ということで、MVPは飯田……そう言われた瞬間。じーんとして感動してたな。
ただ……やはり、緑谷は『いい』な。
あの、ビルを縦に最上階まで貫通させたパンチ……あの瞬間に発揮されたエネルギーは、今の私の全力と同等、いやそれ以上かも……!
例によって腕ぶっ壊してたから、制御できていない状態だとしても……あれだけのパワー、そしてさらに残されている伸びしろ……。
何より……どれだけ痛めつけられても、ヒーローとして大事なことを心の中から捨てることのない精神、その状態で冷静に状況を分析する頭脳……そして、オールマイト先生もほめていた、彼が『ヒーロー候補生』足らんとする純粋さと正義感……!

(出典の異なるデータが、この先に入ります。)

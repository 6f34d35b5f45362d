//! Error types for the client I/O layer.
//!
//! Split by how the caller is expected to react: [`ApiError`] covers
//! request/response calls (history failure degrades, it never kills a
//! session), [`SendError`] covers outbound sends (surfaced to the caller,
//! the optimistic echo stays visible). Stream termination is not an error
//! type at all — it is a [`crate::ConnectionStatus`] transition.

use thiserror::Error;

use crate::stream::ConnectionStatus;

/// Errors from request/response calls.
#[derive(Debug, Error)]
pub enum ApiError {
    /// Network or HTTP-level failure (connect, timeout, non-success status).
    #[error("transport failure: {0}")]
    Transport(#[from] reqwest::Error),

    /// Response body did not parse as the expected shape.
    #[error("malformed response: {0}")]
    Format(#[from] serde_json::Error),
}

/// Errors surfaced when sending a message.
#[derive(Debug, Error, Clone, PartialEq, Eq)]
pub enum SendError {
    /// Content was empty or whitespace-only; nothing was sent.
    #[error("message is empty")]
    Empty,

    /// The stream is not open; the message was not transmitted.
    #[error("stream is not open (status: {0:?})")]
    NotConnected(ConnectionStatus),

    /// The frame could not be encoded.
    #[error("failed to encode frame: {0}")]
    Encode(String),

    /// The session event loop has already shut down.
    #[error("session is closed")]
    SessionClosed,
}

#[cfg(test)]
mod tests {
    use super::*;

    #[test]
    fn send_error_messages_name_the_status() {
        let error = SendError::NotConnected(ConnectionStatus::Connecting);
        assert!(error.to_string().contains("Connecting"));
    }
}
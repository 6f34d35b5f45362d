//! Room transcript reconciliation.
//!
//! A [`Transcript`] is the single source of truth for one room session. It
//! merges two feeds into one log: the one-shot history fetch (seed) and the
//! live event stream (inbound), plus the optimistic echoes of messages the
//! local user sends (outbound). The merge is idempotent per message ID, so
//! any interleaving of history arrival and live delivery yields exactly one
//! entry per distinct message.
//!
//! Entries are kept in arrival order; [`Transcript::snapshot`] sorts by
//! (timestamp, arrival sequence). The sequence tie-break keeps equal
//! timestamps stable across snapshots.

use chrono::{DateTime, Utc};
use parlor_proto::ServerEvent;

use crate::message::{Message, MessageKind, MessageOrigin};

/// What [`Transcript::apply_inbound`] did with an event.
#[derive(Debug, Clone, Copy, PartialEq, Eq)]
pub enum MergeOutcome {
    /// Appended as a new entry.
    Inserted,
    /// Replaced the oldest matching pending-local echo.
    Confirmed,
    /// Dropped: an entry with this ID already exists.
    Duplicate,
}

#[derive(Debug, Clone)]
struct Entry {
    /// Arrival sequence, monotonic per transcript. Tie-break for display.
    seq: u64,
    message: Message,
}

/// Ordered, deduplicated message log for one room session.
#[derive(Debug, Clone, Default)]
pub struct Transcript {
    entries: Vec<Entry>,
    next_seq: u64,
    next_local_id: u64,
}

impl Transcript {
    /// Create an empty transcript.
    #[must_use]
    pub fn new() -> Self {
        Self::default()
    }

    /// Number of entries currently in the log.
    #[must_use]
    pub fn len(&self) -> usize {
        self.entries.len()
    }

    /// True when the log holds no entries.
    #[must_use]
    pub fn is_empty(&self) -> bool {
        self.entries.is_empty()
    }

    /// Number of entries still awaiting server confirmation.
    #[must_use]
    pub fn pending_count(&self) -> usize {
        self.entries.iter().filter(|e| e.message.is_pending()).count()
    }

    /// Merge the historical messages into the log.
    ///
    /// Safe to call at any point relative to live delivery: entries whose ID
    /// is already present are dropped, the rest are inserted. Returns how
    /// many entries were inserted.
    pub fn seed(&mut self, history: impl IntoIterator<Item = Message>) -> usize {
        let mut inserted = 0;
        for message in history {
            if self.contains_id(&message.id) {
                continue;
            }
            self.push(message);
            inserted += 1;
        }
        inserted
    }

    /// Merge one live stream event into the log.
    ///
    /// `received_at` is the local arrival time, used when the event carries
    /// no server timestamp.
    ///
    /// Message events confirm the oldest pending-local echo with the same
    /// sender and content when one exists; otherwise they append. Matching
    /// is by sender + content, so two identical messages in flight at once
    /// are confirmed in send order regardless of which echo the server
    /// relays first. Presence events always append; the server never echoes
    /// them back to their origin.
    pub fn apply_inbound(&mut self, event: ServerEvent, received_at: DateTime<Utc>) -> MergeOutcome {
        match event {
            ServerEvent::Message { sender, content, id, timestamp } => {
                if let Some(id) = &id
                    && self.contains_id(id)
                {
                    return MergeOutcome::Duplicate;
                }

                let message = Message {
                    id: id.unwrap_or_else(|| self.alloc_local_id()),
                    kind: MessageKind::Text,
                    sender,
                    content,
                    timestamp: timestamp.unwrap_or(received_at),
                    origin: MessageOrigin::Confirmed,
                };

                // Entries are stored in arrival order, so the first match is
                // the oldest unconfirmed echo.
                let pending = self.entries.iter().position(|e| {
                    e.message.is_pending()
                        && e.message.sender == message.sender
                        && e.message.content == message.content
                });

                match pending {
                    Some(index) => {
                        self.entries[index].message = message;
                        MergeOutcome::Confirmed
                    },
                    None => {
                        self.push(message);
                        MergeOutcome::Inserted
                    },
                }
            },
            ServerEvent::Join { username } => {
                self.push_presence(MessageKind::Join, &username, "joined", received_at);
                MergeOutcome::Inserted
            },
            ServerEvent::Leave { username } => {
                self.push_presence(MessageKind::Leave, &username, "left", received_at);
                MergeOutcome::Inserted
            },
        }
    }

    /// Append an optimistic echo for a message the local user is sending.
    ///
    /// The entry is visible immediately with a locally generated ID and the
    /// provided local time, and stays visible until a matching inbound
    /// event confirms it. It is never dropped silently if confirmation
    /// never arrives.
    pub fn apply_outbound(
        &mut self,
        sender: impl Into<String>,
        content: impl Into<String>,
        at: DateTime<Utc>,
    ) -> Message {
        let message = Message {
            id: self.alloc_local_id(),
            kind: MessageKind::Text,
            sender: sender.into(),
            content: content.into(),
            timestamp: at,
            origin: MessageOrigin::PendingLocal,
        };
        self.push(message.clone());
        message
    }

    /// The transcript in display order.
    ///
    /// Returns an owned snapshot sorted by (timestamp, arrival sequence);
    /// the caller can enumerate it freely while further events apply.
    #[must_use]
    pub fn snapshot(&self) -> Vec<Message> {
        let mut ordered: Vec<&Entry> = self.entries.iter().collect();
        ordered.sort_by_key(|e| (e.message.timestamp, e.seq));
        ordered.into_iter().map(|e| e.message.clone()).collect()
    }

    fn contains_id(&self, id: &str) -> bool {
        self.entries.iter().any(|e| e.message.id == id)
    }

    fn push(&mut self, message: Message) {
        let seq = self.next_seq;
        self.next_seq += 1;
        self.entries.push(Entry { seq, message });
    }

    fn push_presence(
        &mut self,
        kind: MessageKind,
        username: &str,
        verb: &str,
        at: DateTime<Utc>,
    ) {
        let message = Message {
            id: self.alloc_local_id(),
            kind,
            sender: String::new(),
            content: format!("{username} has {verb} the room"),
            timestamp: at,
            origin: MessageOrigin::Confirmed,
        };
        self.push(message);
    }

    fn alloc_local_id(&mut self) -> String {
        let id = self.next_local_id;
        self.next_local_id += 1;
        format!("local-{id}")
    }
}
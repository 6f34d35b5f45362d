//! Request/response payloads for the HTTP side of the protocol.

use chrono::{DateTime, Utc};
use serde::{Deserialize, Serialize};

/// One stored message returned by the room history call.
#[derive(Debug, Clone, PartialEq, Eq, Serialize, Deserialize)]
pub struct HistoryMessage {
    /// Server-assigned message ID.
    pub id: String,
    /// Username of the author.
    pub sender: String,
    /// Message body.
    pub content: String,
    /// Server-side timestamp.
    pub timestamp: DateTime<Utc>,
}

/// Room record from the directory calls.
#[derive(Debug, Clone, PartialEq, Eq, Serialize, Deserialize)]
pub struct RoomInfo {
    /// Room identifier.
    pub id: String,
    /// Display name of the room.
    pub name: String,
    /// Username that created the room, when known.
    #[serde(default, skip_serializing_if = "Option::is_none")]
    pub created_by: Option<String>,
}

/// Registered username record.
#[derive(Debug, Clone, PartialEq, Eq, Serialize, Deserialize)]
pub struct UserInfo {
    /// The registered username.
    pub username: String,
}

#[cfg(test)]
mod tests {
    use super::*;

    #[test]
    fn parses_history_record() {
        let record: HistoryMessage = serde_json::from_str(
            r#"{"id":"7","sender":"alice","content":"hi","timestamp":"2024-03-01T10:15:00Z"}"#,
        )
        .unwrap();

        assert_eq!(record.id, "7");
        assert_eq!(record.sender, "alice");
    }

    #[test]
    fn parses_room_without_creator() {
        let room: RoomInfo = serde_json::from_str(r#"{"id":"r1","name":"general"}"#).unwrap();
        assert_eq!(room.created_by, None);
    }
}
//! Per-room session orchestration.
//!
//! A [`RoomSession`] lives exactly as long as one room view. Opening it
//! starts the history fetch and the stream connection together; neither
//! blocks the caller. Both feeds, plus outbound sends, converge on a
//! single event-loop task that owns the [`Transcript`] — the one writer —
//! and publishes display-ordered snapshots over a watch channel.
//!
//! Lifecycle: the loop starts in its initializing phase (history pending,
//! stream connecting), is ready once the stream reports
//! [`ConnectionStatus::Open`], and winds down when [`RoomSession::close`]
//! is called or the handle is dropped. On every exit path the stream is
//! closed exactly once, and anything arriving afterwards — a late history
//! response, a straggling event — finds the loop gone and is dropped.

use std::sync::Arc;

use chrono::Utc;
use parlor_core::{Message, Transcript};
use parlor_proto::ServerEvent;
use tokio::sync::{mpsc, oneshot, watch};
use tracing::{debug, warn};

use crate::{
    api::ApiClient,
    error::{ApiError, SendError},
    stream::{ConnectionStatus, StreamConnection},
};

/// An ordered, immutable transcript snapshot.
pub type TranscriptSnapshot = Arc<Vec<Message>>;

enum Command {
    Send { content: String, reply: oneshot::Sender<Result<(), SendError>> },
    Close,
}

/// Handle to one live room session.
///
/// Cheap to query: transcript snapshots and connection status are
/// published over watch channels, so the presentation layer can either
/// poll the latest value or await changes. Dropping the handle closes the
/// session.
#[derive(Debug)]
pub struct RoomSession {
    room_id: String,
    username: String,
    transcript_rx: watch::Receiver<TranscriptSnapshot>,
    status_rx: watch::Receiver<ConnectionStatus>,
    cmd_tx: mpsc::UnboundedSender<Command>,
}

impl RoomSession {
    /// Open a session: start the history fetch and the stream connection
    /// concurrently and return immediately.
    ///
    /// Must be called within a tokio runtime.
    #[must_use]
    pub fn open(api: ApiClient, room_id: impl Into<String>, username: impl Into<String>) -> Self {
        let room_id = room_id.into();
        let username = username.into();

        let (stream, events) = StreamConnection::open(api.config(), &room_id, &username);
        let status_rx = stream.status_watch();
        let (transcript_tx, transcript_rx) = watch::channel(TranscriptSnapshot::default());
        let (cmd_tx, cmd_rx) = mpsc::unbounded_channel();
        let (history_tx, history_rx) = oneshot::channel();

        {
            let api = api.clone();
            let room_id = room_id.clone();
            tokio::spawn(async move {
                // The loop may be gone by the time history resolves; that
                // drops the result on the floor, by contract.
                let _ = history_tx.send(api.room_history(&room_id).await);
            });
        }

        tokio::spawn(run_session(
            username.clone(),
            stream,
            events,
            history_rx,
            cmd_rx,
            transcript_tx,
        ));

        Self { room_id, username, transcript_rx, status_rx, cmd_tx }
    }

    /// Room this session is bound to.
    #[must_use]
    pub fn room_id(&self) -> &str {
        &self.room_id
    }

    /// Username this session is bound to.
    #[must_use]
    pub fn username(&self) -> &str {
        &self.username
    }

    /// Latest transcript snapshot, in display order.
    #[must_use]
    pub fn current_transcript(&self) -> TranscriptSnapshot {
        self.transcript_rx.borrow().clone()
    }

    /// Watch channel carrying every transcript update.
    #[must_use]
    pub fn transcript_watch(&self) -> watch::Receiver<TranscriptSnapshot> {
        self.transcript_rx.clone()
    }

    /// Current connection status.
    #[must_use]
    pub fn status(&self) -> ConnectionStatus {
        *self.status_rx.borrow()
    }

    /// Watch channel carrying every connection status transition.
    ///
    /// Terminal statuses are surfaced, never acted on: reconnecting is the
    /// caller's decision, made by opening a new session.
    #[must_use]
    pub fn status_watch(&self) -> watch::Receiver<ConnectionStatus> {
        self.status_rx.clone()
    }

    /// Send a chat message.
    ///
    /// Empty or whitespace-only content is rejected locally without a
    /// network round-trip. Otherwise the message appears in the transcript
    /// immediately as a pending echo, then goes out on the stream; if the
    /// stream send fails the echo stays visible and the error is returned.
    pub async fn send_message(&self, content: &str) -> Result<(), SendError> {
        let content = content.trim();
        if content.is_empty() {
            return Err(SendError::Empty);
        }

        let (reply_tx, reply_rx) = oneshot::channel();
        self.cmd_tx
            .send(Command::Send { content: content.to_owned(), reply: reply_tx })
            .map_err(|_| SendError::SessionClosed)?;
        reply_rx.await.map_err(|_| SendError::SessionClosed)?
    }

    /// End the session and release the connection. Idempotent; also runs
    /// on drop.
    pub fn close(&self) {
        let _ = self.cmd_tx.send(Command::Close);
    }
}

impl Drop for RoomSession {
    fn drop(&mut self) {
        self.close();
    }
}

/// The single-writer event loop: every transcript mutation happens here.
async fn run_session(
    username: String,
    stream: StreamConnection,
    mut events: mpsc::UnboundedReceiver<ServerEvent>,
    mut history_rx: oneshot::Receiver<Result<Vec<Message>, ApiError>>,
    mut cmd_rx: mpsc::UnboundedReceiver<Command>,
    transcript_tx: watch::Sender<TranscriptSnapshot>,
) {
    let mut transcript = Transcript::new();
    let mut history_pending = true;
    let mut events_open = true;

    loop {
        tokio::select! {
            command = cmd_rx.recv() => match command {
                Some(Command::Send { content, reply }) => {
                    transcript.apply_outbound(&username, &content, Utc::now());
                    publish(&transcript_tx, &transcript);

                    // The echo stays visible either way; a failure is the
                    // caller's to surface.
                    let _ = reply.send(stream.send(&content));
                },
                Some(Command::Close) | None => break,
            },
            event = events.recv(), if events_open => match event {
                Some(event) => {
                    transcript.apply_inbound(event, Utc::now());
                    publish(&transcript_tx, &transcript);
                },
                // Stream task gone; its terminal status is already on the
                // watch. The session stays up for reads until closed.
                None => events_open = false,
            },
            result = &mut history_rx, if history_pending => {
                history_pending = false;
                match result {
                    Ok(Ok(history)) => {
                        let seeded = transcript.seed(history);
                        debug!(seeded, "history merged");
                        publish(&transcript_tx, &transcript);
                    },
                    Ok(Err(error)) => {
                        warn!(%error, "history fetch failed; continuing with live events only");
                    },
                    Err(_) => {},
                }
            },
        }
    }

    stream.close();
}

fn publish(transcript_tx: &watch::Sender<TranscriptSnapshot>, transcript: &Transcript) {
    let _ = transcript_tx.send(Arc::new(transcript.snapshot()));
}
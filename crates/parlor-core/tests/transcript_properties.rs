//! Property-based tests for transcript reconciliation.

use chrono::{DateTime, TimeZone, Utc};
use parlor_core::{Message, Transcript};
use parlor_proto::ServerEvent;
use proptest::prelude::*;

fn ts(secs: i64) -> DateTime<Utc> {
    Utc.timestamp_opt(1_700_000_000 + secs, 0).single().unwrap()
}

fn confirmed_event(id: u8, at: i64) -> ServerEvent {
    ServerEvent::Message {
        sender: format!("user-{}", id % 4),
        content: format!("message {id}"),
        id: Some(format!("m{id}")),
        timestamp: Some(ts(at)),
    }
}

fn history_message(id: u8, at: i64) -> Message {
    Message::confirmed(format!("m{id}"), format!("user-{}", id % 4), format!("message {id}"), ts(at))
}

/// Property: replaying any mix of history and live delivery for the same IDs
/// leaves exactly one entry per distinct ID.
#[test]
fn prop_merge_is_idempotent_per_id() {
    proptest!(|(
        ids in prop::collection::vec(0u8..16, 1..40),
        seed_point in 0usize..40,
    )| {
        let mut transcript = Transcript::new();
        let history: Vec<Message> =
            ids.iter().map(|&id| history_message(id, i64::from(id))).collect();

        for (step, &id) in ids.iter().enumerate() {
            if step == seed_point {
                transcript.seed(history.clone());
            }
            transcript.apply_inbound(confirmed_event(id, i64::from(id)), ts(i64::from(id)));
        }
        if seed_point >= ids.len() {
            transcript.seed(history);
        }

        let mut distinct: Vec<u8> = ids.clone();
        distinct.sort_unstable();
        distinct.dedup();
        prop_assert_eq!(transcript.len(), distinct.len());

        let snapshot = transcript.snapshot();
        let mut seen: Vec<&str> = snapshot.iter().map(|m| m.id.as_str()).collect();
        seen.sort_unstable();
        seen.dedup();
        prop_assert_eq!(seen.len(), snapshot.len());
    });
}

/// Property: snapshots are always sorted by timestamp, with equal timestamps
/// in arrival order, for any call order of seed/inbound/outbound.
#[test]
fn prop_snapshot_is_display_ordered() {
    proptest!(|(ops in prop::collection::vec((0u8..3, 0u8..8, 0i64..5), 1..40))| {
        let mut transcript = Transcript::new();

        for (op, id, at) in ops {
            match op {
                0 => {
                    transcript.apply_inbound(confirmed_event(id, at), ts(at));
                },
                1 => {
                    transcript.apply_outbound("me", format!("draft {id}"), ts(at));
                },
                _ => {
                    transcript.seed([history_message(id, at)]);
                },
            }
        }

        let snapshot = transcript.snapshot();
        for pair in snapshot.windows(2) {
            prop_assert!(pair[0].timestamp <= pair[1].timestamp);
        }

        // A snapshot taken twice with no mutation in between is identical,
        // including the order of equal timestamps.
        prop_assert_eq!(snapshot, transcript.snapshot());
    });
}

/// Property: pending echoes survive any amount of unrelated traffic.
#[test]
fn prop_pending_is_never_silently_dropped() {
    proptest!(|(
        drafts in prop::collection::vec(0u8..8, 1..10),
        noise in prop::collection::vec(0u8..16, 0..30),
    )| {
        let mut transcript = Transcript::new();
        let mut pending_ids = Vec::new();

        for (step, &draft) in drafts.iter().enumerate() {
            // Distinct bodies so no stream event below can confirm them.
            let echo = transcript.apply_outbound("me", format!("draft-{step}-{draft}"), ts(0));
            pending_ids.push(echo.id);
        }

        for &id in &noise {
            transcript.apply_inbound(confirmed_event(id, i64::from(id)), ts(i64::from(id)));
        }

        let snapshot = transcript.snapshot();
        for id in &pending_ids {
            prop_assert!(snapshot.iter().any(|m| &m.id == id && m.is_pending()));
        }
        prop_assert_eq!(transcript.pending_count(), pending_ids.len());
    });
}

/// Property: every confirmation consumes exactly one pending echo.
#[test]
fn prop_each_confirmation_consumes_one_echo() {
    proptest!(|(count in 1usize..8)| {
        let mut transcript = Transcript::new();
        for i in 0..count {
            transcript.apply_outbound("me", "same body", ts(i as i64));
        }
        prop_assert_eq!(transcript.pending_count(), count);

        for i in 0..count {
            let event = ServerEvent::Message {
                sender: "me".to_owned(),
                content: "same body".to_owned(),
                id: Some(format!("srv-{i}")),
                timestamp: Some(ts(100 + i as i64)),
            };
            transcript.apply_inbound(event, ts(100 + i as i64));
            prop_assert_eq!(transcript.pending_count(), count - i - 1);
        }

        prop_assert_eq!(transcript.len(), count);
    });
}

緑谷に関しては、少し調べた。それでヒットしたのは……約1年前に、とある町で起こったという『ヘドロ事件』。
流体の体を持つヴィランに対して、相性が悪いとか場所が悪いとかの理由で、その場にいたヒーローたちが、人質にされている中学生を放置して立ち尽くす中、一般人の少年が飛び出してその人質を救おうとしたっていう話。ネット上に動画も残ってた。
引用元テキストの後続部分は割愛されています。